原題:Oil Advances to Three-Month High as Investors Assess OPEC Accord(抜粋)

◎欧州株:ストックス600、上昇-英国株高い、ポンド安で輸出株に買い

  3日の欧州株式相場は上昇。メイ英首相が欧州連合(EU)離脱プロセスを来年1-3月(第1四半期)中に開始する方針を明らかにし、西欧市場の主要株価指数の中で英国株の上昇率が首位となった。

  メイ首相の発言でポンド安が進み、英国の輸出株が買いを集めた。
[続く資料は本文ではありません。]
//! Request validation
//!
//! Field-level checks performed after decode and before any work is done.
//! Length bounds differ per endpoint: the legacy surface accepts shorter
//! prompts than the versioned gateway surface.

use uuid::Uuid;

use crate::gateway::error::{GatewayError, GatewayResult};
use crate::gateway::types::QueryRequest;

/// Query length bound for the legacy `/api/*` endpoints.
pub const MAX_QUERY_CHARS_V0: usize = 32_000;
/// Query length bound for the `/v1/gateway/*` endpoints.
pub const MAX_QUERY_CHARS_GATEWAY: usize = 100_000;

/// Validate the common request fields against an endpoint's length bound.
pub fn validate_query(req: &QueryRequest, max_chars: usize) -> GatewayResult<()> {
    if req.query.is_empty() {
        return Err(GatewayError::InvalidRequest(
            "query must not be empty".to_string(),
        ));
    }
    let chars = req.query.chars().count();
    if chars > max_chars {
        return Err(GatewayError::InvalidRequest(format!(
            "query length {} exceeds the {} character limit",
            chars, max_chars
        )));
    }
    if let Some(cost) = req.max_cost_usd {
        if !cost.is_finite() || cost < 0.0 {
            return Err(GatewayError::InvalidRequest(
                "max_cost_usd must be a non-negative number".to_string(),
            ));
        }
    }
    if let Some(id) = req.request_id.as_deref() {
        if Uuid::parse_str(id).is_err() {
            return Err(GatewayError::InvalidRequest(
                "request_id must be a UUID".to_string(),
            ));
        }
    }
    Ok(())
}

/// Additional checks for the parallel endpoint: a non-empty target set.
pub fn validate_parallel(req: &QueryRequest) -> GatewayResult<()> {
    match req.models.as_deref() {
        Some(models) if !models.is_empty() => Ok(()),
        _ => Err(GatewayError::InvalidRequest(
            "models must name at least one provider".to_string(),
        )),
    }
}

#[cfg(test)]
mod tests {
    use super::*;
    use crate::providers::ModelType;

    fn base_request(query: &str) -> QueryRequest {
        QueryRequest {
            query: query.to_string(),
            ..QueryRequest::default()
        }
    }

    #[test]
    fn empty_query_is_rejected() {
        let err = validate_query(&base_request(""), MAX_QUERY_CHARS_V0).unwrap_err();
        assert!(matches!(err, GatewayError::InvalidRequest(_)));
    }

    #[test]
    fn length_bounds_differ_per_endpoint() {
        let long = base_request(&"x".repeat(50_000));
        assert!(validate_query(&long, MAX_QUERY_CHARS_V0).is_err());
        assert!(validate_query(&long, MAX_QUERY_CHARS_GATEWAY).is_ok());
    }

    #[test]
    fn negative_budget_is_rejected() {
        let mut req = base_request("q");
        req.max_cost_usd = Some(-0.01);
        assert!(validate_query(&req, MAX_QUERY_CHARS_V0).is_err());

        req.max_cost_usd = Some(0.0);
        assert!(validate_query(&req, MAX_QUERY_CHARS_V0).is_ok());
    }

    #[test]
    fn request_id_must_be_a_uuid() {
        let mut req = base_request("q");
        req.request_id = Some("not-a-uuid".to_string());
        assert!(validate_query(&req, MAX_QUERY_CHARS_V0).is_err());

        req.request_id = Some("2b1c8f1e-92ab-4f3f-8a63-0f4b8f0f9d11".to_string());
        assert!(validate_query(&req, MAX_QUERY_CHARS_V0).is_ok());
    }

    #[test]
    fn parallel_requires_models() {
        let mut req = base_request("q");
        assert!(validate_parallel(&req).is_err());
        req.models = Some(vec![]);
        assert!(validate_parallel(&req).is_err());
        req.models = Some(vec![ModelType::OpenAi]);
        assert!(validate_parallel(&req).is_ok());
    }
}
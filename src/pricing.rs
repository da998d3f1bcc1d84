//! Price catalog and cost estimation
//!
//! The catalog is a versioned, immutable snapshot mapping
//! `(provider, model_version)` to per-1k-token prices. The loader is
//! separate from the consumer so a future reload is a pure pointer swap.
//! Lookups of unknown pairs fail loudly; a price is never silently zero.

use std::collections::HashMap;
use std::sync::Arc;

use serde::{Deserialize, Serialize};

use crate::config::Settings;
use crate::gateway::error::GatewayError;
use crate::logger;

/// Output tokens assumed for an estimate when the caller does not say.
pub const DEFAULT_EXPECTED_OUTPUT_TOKENS: i64 = 100;

/// Per-1k-token prices for one model version.
#[derive(Debug, Clone, Copy, Serialize, Deserialize)]
pub struct ModelPrice {
    pub input_per_1k: f64,
    pub output_per_1k: f64,
}

/// Versioned price document.
#[derive(Debug, Clone, Serialize, Deserialize)]
pub struct PriceCatalog {
    pub version: String,
    pub last_updated: String,
    pub providers: HashMap<String, HashMap<String, ModelPrice>>,
}

/// A pre-call cost estimate with the unit prices that produced it.
#[derive(Debug, Clone, Serialize)]
pub struct CostEstimate {
    pub cost_usd: f64,
    pub input_per_1k: f64,
    pub output_per_1k: f64,
    pub input_tokens: i64,
    pub expected_output_tokens: i64,
}

/// Blended cost for a known token split.
pub fn cost_usd(
    input_tokens: i64,
    output_tokens: i64,
    input_per_1k: f64,
    output_per_1k: f64,
) -> f64 {
    (input_tokens as f64 / 1000.0) * input_per_1k
        + (output_tokens as f64 / 1000.0) * output_per_1k
}

impl PriceCatalog {
    /// Catalog shipped with the binary; used when no file is configured.
    pub fn builtin() -> Self {
        fn price(input: f64, output: f64) -> ModelPrice {
            ModelPrice {
                input_per_1k: input,
                output_per_1k: output,
            }
        }

        let mut providers: HashMap<String, HashMap<String, ModelPrice>> = HashMap::new();

        let mut openai = HashMap::new();
        openai.insert("gpt-3.5-turbo".into(), price(0.0005, 0.0015));
        openai.insert("gpt-4".into(), price(0.03, 0.06));
        openai.insert("gpt-4-turbo".into(), price(0.01, 0.03));
        openai.insert("gpt-4o".into(), price(0.005, 0.015));
        providers.insert("openai".into(), openai);

        let mut claude = HashMap::new();
        claude.insert("claude-3-sonnet".into(), price(0.003, 0.015));
        claude.insert("claude-3-opus".into(), price(0.015, 0.075));
        claude.insert("claude-3-haiku".into(), price(0.00025, 0.00125));
        claude.insert("claude-3-5-sonnet".into(), price(0.003, 0.015));
        providers.insert("claude".into(), claude);

        let mut mistral = HashMap::new();
        mistral.insert("mistral-medium".into(), price(0.0027, 0.0081));
        mistral.insert("mistral-small".into(), price(0.001, 0.003));
        mistral.insert("mistral-large".into(), price(0.004, 0.012));
        mistral.insert("open-mixtral-8x7b".into(), price(0.0007, 0.0007));
        providers.insert("mistral".into(), mistral);

        let mut gemini = HashMap::new();
        gemini.insert("gemini-pro".into(), price(0.000125, 0.000375));
        gemini.insert("gemini-1.5-pro".into(), price(0.00125, 0.00375));
        gemini.insert("gemini-1.5-flash".into(), price(0.000075, 0.0003));
        providers.insert("gemini".into(), gemini.clone());
        providers.insert("vertex_ai".into(), gemini);

        let mut bedrock = HashMap::new();
        bedrock.insert(
            "anthropic.claude-3-sonnet-20240229-v1:0".into(),
            price(0.003, 0.015),
        );
        bedrock.insert(
            "anthropic.claude-3-haiku-20240307-v1:0".into(),
            price(0.00025, 0.00125),
        );
        bedrock.insert(
            "anthropic.claude-3-opus-20240229-v1:0".into(),
            price(0.015, 0.075),
        );
        providers.insert("bedrock".into(), bedrock);

        Self {
            version: "builtin-1".to_string(),
            last_updated: "2024-06-01".to_string(),
            providers,
        }
    }

    /// Parse a catalog document from a JSON file.
    pub fn from_file(path: &str) -> Result<Self, String> {
        let raw = std::fs::read_to_string(path)
            .map_err(|e| format!("failed to read price catalog {}: {}", path, e))?;
        serde_json::from_str(&raw)
            .map_err(|e| format!("failed to parse price catalog {}: {}", path, e))
    }

    /// Load the configured catalog, falling back to the builtin one.
    pub fn load(settings: &Settings) -> Arc<Self> {
        let catalog = match settings.price_catalog_path.as_deref() {
            Some(path) => match Self::from_file(path) {
                Ok(catalog) => {
                    logger::info(
                        "pricing",
                        &format!("Loaded price catalog {} from {}", catalog.version, path),
                    );
                    catalog
                }
                Err(err) => {
                    logger::error("pricing", &err);
                    Self::builtin()
                }
            },
            None => Self::builtin(),
        };
        Arc::new(catalog)
    }

    /// Unit prices for a `(provider, version)` pair.
    pub fn lookup(&self, provider: &str, version: &str) -> Result<ModelPrice, GatewayError> {
        self.providers
            .get(provider)
            .and_then(|models| models.get(version))
            .copied()
            .ok_or_else(|| GatewayError::UnknownModelPrice {
                provider: provider.to_string(),
                version: version.to_string(),
            })
    }

    /// Pre-call cost bound for a prompt of `input_tokens`.
    pub fn estimate(
        &self,
        provider: &str,
        version: &str,
        input_tokens: i64,
        expected_output_tokens: Option<i64>,
    ) -> Result<CostEstimate, GatewayError> {
        let price = self.lookup(provider, version)?;
        let expected_output = expected_output_tokens.unwrap_or(DEFAULT_EXPECTED_OUTPUT_TOKENS);
        Ok(CostEstimate {
            cost_usd: cost_usd(
                input_tokens,
                expected_output,
                price.input_per_1k,
                price.output_per_1k,
            ),
            input_per_1k: price.input_per_1k,
            output_per_1k: price.output_per_1k,
            input_tokens,
            expected_output_tokens: expected_output,
        })
    }

    /// Actual cost from provider-reported token counts, when priced.
    pub fn actual_cost(
        &self,
        provider: &str,
        version: &str,
        input_tokens: i64,
        output_tokens: i64,
    ) -> Option<f64> {
        let price = self.lookup(provider, version).ok()?;
        Some(cost_usd(
            input_tokens,
            output_tokens,
            price.input_per_1k,
            price.output_per_1k,
        ))
    }
}

#[cfg(test)]
mod tests {
    use super::*;

    #[test]
    fn calc_cost() {
        assert!((cost_usd(1000, 2000, 1.0, 2.0) - 5.0).abs() < 1e-9);
    }

    #[test]
    fn lookup_known_pair() {
        let catalog = PriceCatalog::builtin();
        let price = catalog.lookup("claude", "claude-3-sonnet").unwrap();
        assert!((price.input_per_1k - 0.003).abs() < 1e-9);
    }

    #[test]
    fn unknown_pair_is_an_error_not_zero() {
        let catalog = PriceCatalog::builtin();
        let err = catalog.lookup("openai", "gpt-99").unwrap_err();
        match err {
            GatewayError::UnknownModelPrice { provider, version } => {
                assert_eq!(provider, "openai");
                assert_eq!(version, "gpt-99");
            }
            other => panic!("unexpected error: {:?}", other),
        }
    }

    #[test]
    fn estimate_defaults_expected_output() {
        let catalog = PriceCatalog::builtin();
        let est = catalog
            .estimate("claude", "claude-3-sonnet", 75, None)
            .unwrap();
        assert_eq!(est.expected_output_tokens, DEFAULT_EXPECTED_OUTPUT_TOKENS);
        let by_hand = cost_usd(75, 100, 0.003, 0.015);
        assert!((est.cost_usd - by_hand).abs() < 1e-12);
    }

    #[test]
    fn estimate_exceeds_tiny_budget() {
        // A ~300 char prompt against claude-3-sonnet costs well over $0.00001
        let catalog = PriceCatalog::builtin();
        let est = catalog
            .estimate("claude", "claude-3-sonnet", 75, None)
            .unwrap();
        assert!(est.cost_usd > 0.00001);
    }
}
英FTSE100指数は前週末比1.2%上昇と、昨年5月以来の高水準に達した。米ジャナス・キャピタル・グループと合併する計画を発表した英資産運用会社ヘンダーソン・グループは17%高の急伸。同社がけん引し、各種金融は業種別指数の中でも大きく買われた。

  指標のストックス欧州600指数は0.1%高の343.23で引けた。一時は0.3%上昇した。この日はドイツ市場が祝日のため休場で、出来高は30日平均を約20%下回った。前週末まで3営業日続伸していた銀行株はこの日はほぼ変わらず。

  IGグループ・ホールディングスの市場アナリスト、クリス・ビューチャンプ氏は「欧州市場の雰囲気はやや慎重だった」とし、「市場は銀行に関する新たなニュースから手掛かりをつかもうとしているが、週末には特に具体的な材料がなかった。これはまだパニックが起こる可能性があり、ドイツ株が明日は下げやすい頃合いであることを意味している」と発言。「FTSE100指数はポンド安で独自の世界にいる。第4四半期に向け、ポンド安が有益な勢いをもたらすかもしれない」と付け加えた。
原題:British Shares Are Bright Spot as European Stocks Pare Advances(抜粋)

◎欧州債:イタリア債とスペイン債の利回り格差拡大-国民投票めぐる観測

  3日の欧州債市場ではイタリア国債が下落。スペイン10年債に対する利回り上乗せ幅(スプレッド)が約2年ぶりの大きさに広がった。最新の世論調査は、レンツィ伊首相の進退が問われる政治改革法案の国民投票の結果が予断を許さない状況であることを明らかにした。

  イタリア10年債はこの日下げ、先週の上げを解消した。同国紙コリエレ・デラ・セラの委託でIpsosが実施した世論調査によれば、12月4日の国民投票で有権者の25%が反対票を投じる意向。これに対し支持を表明したのは23%。レンツィ首相は同案が否決されたら辞任する意思を示している。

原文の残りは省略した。